*** Data provided
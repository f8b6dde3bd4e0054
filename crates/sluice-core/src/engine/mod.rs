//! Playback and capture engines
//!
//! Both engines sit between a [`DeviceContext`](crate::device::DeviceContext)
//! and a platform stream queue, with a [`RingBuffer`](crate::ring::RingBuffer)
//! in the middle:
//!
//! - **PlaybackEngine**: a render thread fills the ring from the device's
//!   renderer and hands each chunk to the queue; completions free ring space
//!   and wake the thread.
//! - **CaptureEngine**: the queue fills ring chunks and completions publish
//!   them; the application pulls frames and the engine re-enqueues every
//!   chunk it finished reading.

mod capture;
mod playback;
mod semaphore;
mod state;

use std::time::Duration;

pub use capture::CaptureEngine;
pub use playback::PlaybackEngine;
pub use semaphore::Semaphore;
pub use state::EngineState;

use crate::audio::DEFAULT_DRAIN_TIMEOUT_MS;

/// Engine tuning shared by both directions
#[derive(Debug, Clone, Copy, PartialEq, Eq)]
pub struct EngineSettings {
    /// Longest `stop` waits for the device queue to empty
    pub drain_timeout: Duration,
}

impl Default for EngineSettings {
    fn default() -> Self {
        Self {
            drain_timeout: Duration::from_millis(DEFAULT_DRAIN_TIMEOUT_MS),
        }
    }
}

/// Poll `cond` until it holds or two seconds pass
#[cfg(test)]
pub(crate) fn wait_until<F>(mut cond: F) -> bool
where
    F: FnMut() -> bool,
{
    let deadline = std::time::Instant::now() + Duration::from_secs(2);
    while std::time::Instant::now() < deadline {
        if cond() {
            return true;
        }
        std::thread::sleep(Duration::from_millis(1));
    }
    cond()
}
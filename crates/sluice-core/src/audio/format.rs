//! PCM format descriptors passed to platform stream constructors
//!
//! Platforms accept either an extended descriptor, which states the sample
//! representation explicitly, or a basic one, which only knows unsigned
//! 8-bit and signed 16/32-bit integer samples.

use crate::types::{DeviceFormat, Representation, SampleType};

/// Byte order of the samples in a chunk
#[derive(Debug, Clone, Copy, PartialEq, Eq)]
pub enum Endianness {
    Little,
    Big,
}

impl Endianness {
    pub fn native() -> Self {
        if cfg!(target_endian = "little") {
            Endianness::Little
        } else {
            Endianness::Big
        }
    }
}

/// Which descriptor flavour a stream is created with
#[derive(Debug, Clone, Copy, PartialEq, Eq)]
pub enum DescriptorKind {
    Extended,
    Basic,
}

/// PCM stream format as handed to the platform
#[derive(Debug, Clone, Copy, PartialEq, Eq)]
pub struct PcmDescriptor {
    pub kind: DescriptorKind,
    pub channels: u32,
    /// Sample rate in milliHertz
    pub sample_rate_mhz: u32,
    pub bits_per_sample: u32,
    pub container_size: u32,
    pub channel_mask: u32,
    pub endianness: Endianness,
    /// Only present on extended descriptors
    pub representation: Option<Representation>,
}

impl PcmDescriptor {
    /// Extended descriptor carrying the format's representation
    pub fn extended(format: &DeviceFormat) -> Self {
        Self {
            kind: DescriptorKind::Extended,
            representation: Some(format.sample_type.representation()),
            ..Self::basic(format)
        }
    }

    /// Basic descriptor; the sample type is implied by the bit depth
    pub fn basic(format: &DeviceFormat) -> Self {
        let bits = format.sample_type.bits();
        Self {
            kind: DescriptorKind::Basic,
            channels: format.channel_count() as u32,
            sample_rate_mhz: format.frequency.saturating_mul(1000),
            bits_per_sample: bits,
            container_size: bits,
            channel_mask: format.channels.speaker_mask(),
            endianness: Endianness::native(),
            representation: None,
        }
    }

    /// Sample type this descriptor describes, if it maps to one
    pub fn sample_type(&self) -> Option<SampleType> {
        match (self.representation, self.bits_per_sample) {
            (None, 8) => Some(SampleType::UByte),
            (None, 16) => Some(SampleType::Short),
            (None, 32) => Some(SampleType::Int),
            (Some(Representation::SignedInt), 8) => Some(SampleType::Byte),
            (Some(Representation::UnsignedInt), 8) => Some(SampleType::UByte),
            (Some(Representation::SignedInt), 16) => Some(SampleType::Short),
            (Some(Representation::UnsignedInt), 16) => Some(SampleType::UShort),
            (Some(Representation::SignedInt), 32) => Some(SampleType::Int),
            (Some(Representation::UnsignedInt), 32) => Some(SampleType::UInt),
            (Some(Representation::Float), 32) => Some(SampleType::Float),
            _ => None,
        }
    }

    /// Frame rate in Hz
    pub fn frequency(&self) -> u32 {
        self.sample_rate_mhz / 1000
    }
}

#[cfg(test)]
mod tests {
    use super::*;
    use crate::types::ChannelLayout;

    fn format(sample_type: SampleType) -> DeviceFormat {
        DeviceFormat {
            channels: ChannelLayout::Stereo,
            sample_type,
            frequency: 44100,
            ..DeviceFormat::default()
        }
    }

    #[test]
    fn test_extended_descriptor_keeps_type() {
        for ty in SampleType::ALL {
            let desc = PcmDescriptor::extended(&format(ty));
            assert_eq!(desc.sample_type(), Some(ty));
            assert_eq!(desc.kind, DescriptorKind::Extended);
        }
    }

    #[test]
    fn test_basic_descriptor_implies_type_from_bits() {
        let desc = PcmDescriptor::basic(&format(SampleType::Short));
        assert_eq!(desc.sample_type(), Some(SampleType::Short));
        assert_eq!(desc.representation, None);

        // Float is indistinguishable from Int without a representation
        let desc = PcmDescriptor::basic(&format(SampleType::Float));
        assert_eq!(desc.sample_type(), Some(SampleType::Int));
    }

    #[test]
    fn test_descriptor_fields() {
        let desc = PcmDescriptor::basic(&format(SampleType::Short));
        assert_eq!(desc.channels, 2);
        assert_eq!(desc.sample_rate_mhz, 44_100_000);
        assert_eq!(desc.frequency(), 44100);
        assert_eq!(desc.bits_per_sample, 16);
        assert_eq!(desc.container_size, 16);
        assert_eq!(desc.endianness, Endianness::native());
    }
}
******
Prompt. Working from the records above, write out verbatim only the lines from the line containing "let bits = format.sample_type.bits();" through the line containing "let desc = PcmDescriptor::extended(&format(ty));".

Completed task.
        let bits = format.sample_type.bits();
        Self {
            kind: DescriptorKind::Basic,
            channels: format.channel_count() as u32,
            sample_rate_mhz: format.frequency.saturating_mul(1000),
            bits_per_sample: bits,
            container_size: bits,
            channel_mask: format.channels.speaker_mask(),
            endianness: Endianness::native(),
            representation: None,
        }
    }

    /// Sample type this descriptor describes, if it maps to one
    pub fn sample_type(&self) -> Option<SampleType> {
        match (self.representation, self.bits_per_sample) {
            (None, 8) => Some(SampleType::UByte),
            (None, 16) => Some(SampleType::Short),
            (None, 32) => Some(SampleType::Int),
            (Some(Representation::SignedInt), 8) => Some(SampleType::Byte),
            (Some(Representation::UnsignedInt), 8) => Some(SampleType::UByte),
            (Some(Representation::SignedInt), 16) => Some(SampleType::Short),
            (Some(Representation::UnsignedInt), 16) => Some(SampleType::UShort),
            (Some(Representation::SignedInt), 32) => Some(SampleType::Int),
            (Some(Representation::UnsignedInt), 32) => Some(SampleType::UInt),
            (Some(Representation::Float), 32) => Some(SampleType::Float),
            _ => None,
        }
    }

    /// Frame rate in Hz
    pub fn frequency(&self) -> u32 {
        self.sample_rate_mhz / 1000
    }
}

#[cfg(test)]
mod tests {
    use super::*;
    use crate::types::ChannelLayout;

    fn format(sample_type: SampleType) -> DeviceFormat {
        DeviceFormat {
            channels: ChannelLayout::Stereo,
            sample_type,
            frequency: 44100,
            ..DeviceFormat::default()
        }
    }

    #[test]
    fn test_extended_descriptor_keeps_type() {
        for ty in SampleType::ALL {
            let desc = PcmDescriptor::extended(&format(ty));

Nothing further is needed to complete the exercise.